§ Exercise description: Each line of the data has to be written out again exactly as shown.

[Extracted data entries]
use factory_content::{BaseMod, ContentFactory, ItemLoader};
use factory_core::{Energy, HostConfig, ItemId, ItemRegistry, Mod, RegistryError};
use factory_runtime::{HostError, ItemRegistryImpl, LoadState, ModHost};

const BASE_NAMES: [&str; 13] = [
    "log",
    "iron-ore",
    "copper-ore",
    "coal",
    "stone",
    "copper-ingot",
    "copper-sheet",
    "steel-ingot",
    "steel-sheet",
    "brick",
    "copper-wire",
    "circuit-board",
    "pipe",
];

#[test]
fn base_mod_fills_fresh_registry() {
    let mut host = ModHost::new(ItemRegistryImpl::new()).with_mod(BaseMod::new());
    host.load().expect("base mod should load");

    let registry = host.registry();
    let names: Vec<_> = registry.iter().map(|(_, def)| def.name.as_str()).collect();
    assert_eq!(names, BASE_NAMES);

    let ids: Vec<_> = registry.iter().map(|(id, _)| id.0).collect();
    assert_eq!(ids, (1..=13).collect::<Vec<_>>());

    assert_eq!(registry.by_name("copper-wire").unwrap().parts.len(), 3);
    for (_, def) in registry.iter().filter(|(_, def)| def.name != "copper-wire") {
        assert_eq!(def.parts.len(), 1, "{}", def.name);
    }
}

#[test]
fn mining_and_fuel_from_base() {
    let mut host = ModHost::new(ItemRegistryImpl::new()).with_mod(BaseMod::new());
    host.load().unwrap();
    let registry = host.registry();

    let minable: Vec<_> = registry
        .minables()
        .map(|id| registry.get(id).unwrap().name.as_str())
        .collect();
    assert_eq!(minable, vec!["iron-ore", "copper-ore", "coal", "stone"]);

    let fuels: Vec<_> = registry
        .fuels()
        .map(|(_, def)| (def.name.as_str(), def.fuel.unwrap().energy))
        .collect();
    assert_eq!(
        fuels,
        vec![("log", Energy(10_000_000)), ("coal", Energy(20_000_000))]
    );
}

#[test]
fn loading_base_twice_fails_on_log() {
    let mut registry = ItemRegistryImpl::new();
    let mut base = BaseMod::new();
    base.on_load(&mut registry).unwrap();

    assert_eq!(
        base.on_load(&mut registry),
        Err(RegistryError::DuplicateName("log".into()))
    );
    assert_eq!(registry.len(), 13);
}

#[test]
fn second_base_mod_in_host_is_refused() {
    let mut host = ModHost::new(ItemRegistryImpl::new())
        .with_mod(BaseMod::new())
        .with_mod(BaseMod::without_validation());

    let err = host.load().unwrap_err();
    assert_eq!(
        err,
        HostError::Registration {
            mod_name: "base".into(),
            source: RegistryError::DuplicateName("log".into()),
        }
    );
    assert_eq!(host.state(), LoadState::Failed);
}

#[test]
fn ticking_base_is_a_no_op() {
    let mut host = ModHost::new(ItemRegistryImpl::new()).with_mod(BaseMod::new());
    host.load().unwrap();

    for expected in 0..50 {
        assert_eq!(host.tick(), Ok(expected));
    }
    assert_eq!(host.registry().len(), 13);
    assert_eq!(host.registry().id_of("pipe"), Some(ItemId(13)));
}

#[test]
fn reset_allows_base_to_load_again() {
    let mut registry = ItemRegistryImpl::new();
    let mut base = BaseMod::new();
    base.on_load(&mut registry).unwrap();

    registry.reset();
    base.on_load(&mut registry).unwrap();
    assert_eq!(registry.id_of("log"), Some(ItemId(1)));
    assert_eq!(registry.len(), 13);
}

#[test]
fn data_mod_loads_after_base() {
    let dir = tempfile::tempdir().unwrap();
    let mod_dir = dir.path().join("mods").join("glassworks");
    std::fs::create_dir_all(&mod_dir).unwrap();
    std::fs::write(
        mod_dir.join("items.ron"),
        r#"(items: [
            (name: "sand", minable: true, arm_v: Some(0.2), parts: [(hd_stl: "models/sand.stl", paint: 0xC2B280ff)]),
            (name: "glass", arm_v: Some(-0.1), parts: [(hd_stl: "models/sheet-hd.stl", ld_stl: Some("models/sheet-ld.stl"), paint: 0xffffff80)]),
        ])"#,
    )
    .unwrap();
    std::fs::write(dir.path().join("config.toml"), "data_mods = [\"glassworks\"]\n").unwrap();

    let factory = ContentFactory::new(dir.path());
    let config = factory.load_config().unwrap();
    let mut host = ModHost::from_config(&config).with_mod(BaseMod::new());
    for name in &config.data_mods {
        host.add_mod(factory.load_mod(name).unwrap());
    }

    host.load().unwrap();
    assert_eq!(host.mod_names().collect::<Vec<_>>(), vec!["base", "glassworks"]);
    assert_eq!(host.registry().len(), 15);
    assert_eq!(host.registry().id_of("glass"), Some(ItemId(15)));
    assert_eq!(host.registry().minables().count(), 5);
}

#[test]
fn data_mod_colliding_with_base_aborts() {
    let catalog = ItemLoader::parse(
        r#"(items: [(name: "coal", parts: [(hd_stl: "models/coal.stl", paint: 0x000000ff)])])"#,
    )
    .unwrap();

    let mut host = ModHost::from_config(&HostConfig::default())
        .with_mod(BaseMod::new())
        .with_mod(factory_content::DataMod::new("charcoal", catalog));

    assert_eq!(
        host.load(),
        Err(HostError::Registration {
            mod_name: "charcoal".into(),
            source: RegistryError::DuplicateName("coal".into()),
        })
    );
    assert_eq!(host.registry().len(), 13);
}

#[test]
fn registry_is_usable_through_trait_object() {
    let mut registry = ItemRegistryImpl::new();
    let dyn_registry: &mut dyn ItemRegistry = &mut registry;
    BaseMod::new().on_load(dyn_registry).unwrap();
    assert_eq!(registry.len(), BASE_NAMES.len());
}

§ Result below:
use factory_content::{BaseMod, ContentFactory, ItemLoader};
use factory_core::{Energy, HostConfig, ItemId, ItemRegistry, Mod, RegistryError};
use factory_runtime::{HostError, ItemRegistryImpl, LoadState, ModHost};

const BASE_NAMES: [&str; 13] = [
    "log",
    "iron-ore",
    "copper-ore",
    "coal",
    "stone",
    "copper-ingot",
    "copper-sheet",
    "steel-ingot",
    "steel-sheet",
    "brick",
    "copper-wire",
    "circuit-board",
    "pipe",
];

#[test]
fn base_mod_fills_fresh_registry() {
    let mut host = ModHost::new(ItemRegistryImpl::new()).with_mod(BaseMod::new());
    host.load().expect("base mod should load");

    let registry = host.registry();
    let names: Vec<_> = registry.iter().map(|(_, def)| def.name.as_str()).collect();
    assert_eq!(names, BASE_NAMES);

    let ids: Vec<_> = registry.iter().map(|(id, _)| id.0).collect();
    assert_eq!(ids, (1..=13).collect::<Vec<_>>());

    assert_eq!(registry.by_name("copper-wire").unwrap().parts.len(), 3);
    for (_, def) in registry.iter().filter(|(_, def)| def.name != "copper-wire") {
        assert_eq!(def.parts.len(), 1, "{}", def.name);
    }
}

#[test]
fn mining_and_fuel_from_base() {
    let mut host = ModHost::new(ItemRegistryImpl::new()).with_mod(BaseMod::new());
    host.load().unwrap();
    let registry = host.registry();

    let minable: Vec<_> = registry
        .minables()
        .map(|id| registry.get(id).unwrap().name.as_str())
        .collect();
    assert_eq!(minable, vec!["iron-ore", "copper-ore", "coal", "stone"]);

    let fuels: Vec<_> = registry
        .fuels()
        .map(|(_, def)| (def.name.as_str(), def.fuel.unwrap().energy))
        .collect();
    assert_eq!(
        fuels,
        vec![("log", Energy(10_000_000)), ("coal", Energy(20_000_000))]
    );
}

#[test]
fn loading_base_twice_fails_on_log() {
    let mut registry = ItemRegistryImpl::new();
    let mut base = BaseMod::new();
    base.on_load(&mut registry).unwrap();

    assert_eq!(
        base.on_load(&mut registry),
        Err(RegistryError::DuplicateName("log".into()))
    );
    assert_eq!(registry.len(), 13);
}

#[test]
fn second_base_mod_in_host_is_refused() {
    let mut host = ModHost::new(ItemRegistryImpl::new())
        .with_mod(BaseMod::new())
        .with_mod(BaseMod::without_validation());

    let err = host.load().unwrap_err();
    assert_eq!(
        err,
        HostError::Registration {
            mod_name: "base".into(),
            source: RegistryError::DuplicateName("log".into()),
        }
    );
    assert_eq!(host.state(), LoadState::Failed);
}

#[test]
fn ticking_base_is_a_no_op() {
    let mut host = ModHost::new(ItemRegistryImpl::new()).with_mod(BaseMod::new());
    host.load().unwrap();

    for expected in 0..50 {
        assert_eq!(host.tick(), Ok(expected));
    }
    assert_eq!(host.registry().len(), 13);
    assert_eq!(host.registry().id_of("pipe"), Some(ItemId(13)));
}

#[test]
fn reset_allows_base_to_load_again() {
    let mut registry = ItemRegistryImpl::new();
    let mut base = BaseMod::new();
    base.on_load(&mut registry).unwrap();

    registry.reset();
    base.on_load(&mut registry).unwrap();
    assert_eq!(registry.id_of("log"), Some(ItemId(1)));
    assert_eq!(registry.len(), 13);
}

#[test]
fn data_mod_loads_after_base() {
    let dir = tempfile::tempdir().unwrap();
    let mod_dir = dir.path().join("mods").join("glassworks");
    std::fs::create_dir_all(&mod_dir).unwrap();
    std::fs::write(
        mod_dir.join("items.ron"),
        r#"(items: [
            (name: "sand", minable: true, arm_v: Some(0.2), parts: [(hd_stl: "models/sand.stl", paint: 0xC2B280ff)]),
            (name: "glass", arm_v: Some(-0.1), parts: [(hd_stl: "models/sheet-hd.stl", ld_stl: Some("models/sheet-ld.stl"), paint: 0xffffff80)]),
        ])"#,
    )
    .unwrap();
    std::fs::write(dir.path().join("config.toml"), "data_mods = [\"glassworks\"]\n").unwrap();

    let factory = ContentFactory::new(dir.path());
    let config = factory.load_config().unwrap();
    let mut host = ModHost::from_config(&config).with_mod(BaseMod::new());
    for name in &config.data_mods {
        host.add_mod(factory.load_mod(name).unwrap());
    }

    host.load().unwrap();
    assert_eq!(host.mod_names().collect::<Vec<_>>(), vec!["base", "glassworks"]);
    assert_eq!(host.registry().len(), 15);
    assert_eq!(host.registry().id_of("glass"), Some(ItemId(15)));
    assert_eq!(host.registry().minables().count(), 5);
}

#[test]
fn data_mod_colliding_with_base_aborts() {
    let catalog = ItemLoader::parse(
        r#"(items: [(name: "coal", parts: [(hd_stl: "models/coal.stl", paint: 0x000000ff)])])"#,
    )
    .unwrap();

    let mut host = ModHost::from_config(&HostConfig::default())
        .with_mod(BaseMod::new())
        .with_mod(factory_content::DataMod::new("charcoal", catalog));

    assert_eq!(
        host.load(),
        Err(HostError::Registration {
            mod_name: "charcoal".into(),
            source: RegistryError::DuplicateName("coal".into()),
        })
    );
    assert_eq!(host.registry().len(), 13);
}

#[test]
fn registry_is_usable_through_trait_object() {
    let mut registry = ItemRegistryImpl::new();
    let dyn_registry: &mut dyn ItemRegistry = &mut registry;
    BaseMod::new().on_load(dyn_registry).unwrap();
    assert_eq!(registry.len(), BASE_NAMES.len());
}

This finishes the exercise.